Wednesday is the true start of the conference part of the BIGSOUND proceedings. The Judith Wright Centre becomes a hub of music industry professionals, industry wannabees, and artists milling about and ducking into talks and panels between meetings, clutching a coffee and nursing their heads after the night before.

BIGSOUND‘s program goes to great lengths to create a diverse conference of events that apply to the some two thousand delegates from various professional positions and levels. Below is a wrap up of various sessions from the second day.

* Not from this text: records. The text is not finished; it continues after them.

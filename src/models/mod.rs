use chrono::{DateTime, Utc};
use serde::{Deserialize, Serialize};
use std::hash::{Hash, Hasher};

/// A single job listing scraped from a listing document.
///
/// Two jobs are the same opening when company, title and location match;
/// the posted date and apply link are republished over time and do not
/// take part in identity.
#[derive(Debug, Clone, Serialize, Deserialize)]
pub struct Job {
    pub company: String,
    pub title: String,
    pub location: String,
    pub apply_link: String,
    pub date_posted: String, // free text, format chosen by the source document
    pub source: String,
    pub category: Option<String>,
}

impl Job {
    pub fn new(
        company: impl Into<String>,
        title: impl Into<String>,
        location: impl Into<String>,
        apply_link: impl Into<String>,
        date_posted: impl Into<String>,
        source: impl Into<String>,
    ) -> Self {
        Self {
            company: company.into(),
            title: title.into(),
            location: location.into(),
            apply_link: apply_link.into(),
            date_posted: date_posted.into(),
            source: source.into(),
            category: None,
        }
    }

    /// Composite dedup key: `company|title|location`.
    pub fn unique_id(&self) -> String {
        format!("{}|{}|{}", self.company, self.title, self.location)
    }

    /// A job can only be stored when it names both a company and a title.
    pub fn is_storable(&self) -> bool {
        !self.company.trim().is_empty() && !self.title.trim().is_empty()
    }
}

impl PartialEq for Job {
    fn eq(&self, other: &Self) -> bool {
        self.company == other.company
            && self.title == other.title
            && self.location == other.location
    }
}

impl Eq for Job {}

impl Hash for Job {
    fn hash<H: Hasher>(&self, state: &mut H) {
        self.unique_id().hash(state);
    }
}

/// A job as persisted by the dedup store.
#[derive(Debug, Clone, Serialize, Deserialize)]
pub struct StoredJob {
    pub id: i64,
    pub unique_id: String,
    pub company: String,
    pub title: String,
    pub location: String,
    pub apply_link: String,
    pub date_posted: String,
    pub source: String,
    pub category: Option<String>,
    pub first_seen_at: DateTime<Utc>,
    pub announced: bool,
    pub announced_at: Option<DateTime<Utc>>,
}

/// Row counts used by the status endpoint.
#[derive(Debug, Clone, Copy, Default, Serialize, Deserialize, PartialEq, Eq)]
pub struct JobCounts {
    pub total: i64,
    pub unannounced: i64,
}

/// One configured origin: a display name and the raw document URL.
#[derive(Debug, Clone, Serialize, Deserialize, PartialEq, Eq)]
pub struct SourceEntry {
    pub name: String,
    pub url: String,
}

/// What started a scrape cycle.
#[derive(Debug, Clone, Copy, Serialize, Deserialize, PartialEq, Eq)]
#[serde(rename_all = "lowercase")]
pub enum ProcessingTrigger {
    Startup,
    Scheduler,
    Manual,
}

impl std::fmt::Display for ProcessingTrigger {
    fn fmt(&self, f: &mut std::fmt::Formatter<'_>) -> std::fmt::Result {
        match self {
            ProcessingTrigger::Startup => write!(f, "startup"),
            ProcessingTrigger::Scheduler => write!(f, "scheduler"),
            ProcessingTrigger::Manual => write!(f, "manual"),
        }
    }
}

/// Per-cycle counts reported to the operator.
#[derive(Debug, Clone, Serialize, Deserialize)]
pub struct CycleSummary {
    pub trigger: ProcessingTrigger,
    pub found: usize,
    pub new_candidates: usize,
    pub classified: usize,
    pub stored: u64,
    pub announced: usize,
    pub started_at: DateTime<Utc>,
    pub finished_at: DateTime<Utc>,
}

The highlight panel for the day was Colour-Coded: Culture, Creativity And Categorisation In The Music Industry hosted by ABC’s Rhianna Patrick with musicians, Nkechi Anele (Saskwatch), Ziggy Ramo and Jonathan Hermawan (Apakatjah). This insightful panel gave the audience an idea of what challenges and discriminatory events occur towards people of colour in the music industry, particularly Indigenous Australians. The discourse around artists, like those on the panel, who have composite cultural identities became a large part of the conversation with the panel agreeing that Australia as a nation needs to acknowledge the diversity of cultural background that all citizens have. The heartfelt testimonies and stories from particularly Ramo and Hermawan, most certainly resonated with the audiences with the continuing systematic trauma to Indigenous Australians while also affirming their cultural strength. Ramo takes out the quote of the panel asserting that he has “black privilege…I am connected to the oldest music culture in the world so stuff you.”

After this talk, it seemed relevant to attend the CAAMA Showcase at Ric’s Backyard, which was a fantastic outdoor event in the sunshine. Apakatjah, the Northern Territory acoustic duo, showcased their diverse range of influences combined with insightful storytelling in both English and in language. KnD put on an incredibly lively show with their strong raps and solid beats, getting delegates riled up for the rest of their day.

In the afternoon, This Is Australia: Regional Touring was a diverse panel which explored the ins and outs of getting bands to play in areas other than the Metro regions. Jonathon Hermawanm, also featuring on this panel told great stories of playing gigs in remote communities, playing in rec centres and parks to everyone in the community. He shared curious stories of the problems that red dirt can have on the tour vehicle and equipment as well as the importance of self-sufficiency. This was not only entertaining but also gave insight to places within Australia where live music operates in different ways to what many people would expect.

After all the learning of the day, the festival proceedings are a welcome respite, unless of course, you have an ambitious list of acts to see…which we did. Here are our top five acts from the Wednesday night.

Baker Boy

This rapper wunderkind caused quite a stir with massive triple j support earlier this year, and the packed crowd at Oh! hello showed he has quite the audience. Baker Boy graced the stage with two support rappers as well as a live drummer pumping out high energy hip hop. Draped in an Aboriginal flag, this accomplished newcomer sampled ‘Treaty’, rapped in language and played the didgeridoo. This celebratory display mixing the modern genre of hip hop with one of the oldest cultures in the world was a true delight to see.


Auckland’s answer to BADBADNOTGOOD absolutely owned the stage with their eclectic mix of electronic jazz-infused hip hop. Yoko-Zuna showed that they had plenty of musical skill between them and plenty of stage presence to go around. Highly effected vocals, guitar, blended drums and a smorgasbord of synths culminated in intricate tracks with an undeniable groove.


No matter how many times you see TOTAL GIOVANNI, they are always surprising, tight and insanely fun. The Outdoor stage at Ric’s was heaving with the band and the audience equally crammed yet equally trying ot jive to funky nu-disco which challenges you to do anything but. Despite somewhat subdued costuming, this Melbourne band hinted to what is often a spectacular stage show.

Ara Koufax

It can be difficult to move between different genres at BIGSOUND yet Ara Koufax‘s set was so phenomenal that I found myself dancing easily despite rushing in just as they began their short set. The Melbourne duo creates a distinctive style of house and electronica, incorporating interesting sounds with the steady bass beats.


Midas.Gold is a prime example of the fantastic hip hop talent that we have in Australia. Not only are the songs tight and affecting but his fellow MC and he had a fantastic dynamic, making the best of a very sparse crowd. They kept the vibe upbeat and interactive, working with the crowd so well that at multiple points they even jumped down onto the floor to spit some lines and dance. Midas.Gold proved himself to not only be a fantastic songwriter but also a master entertainer too, definitely one to keep an eye on.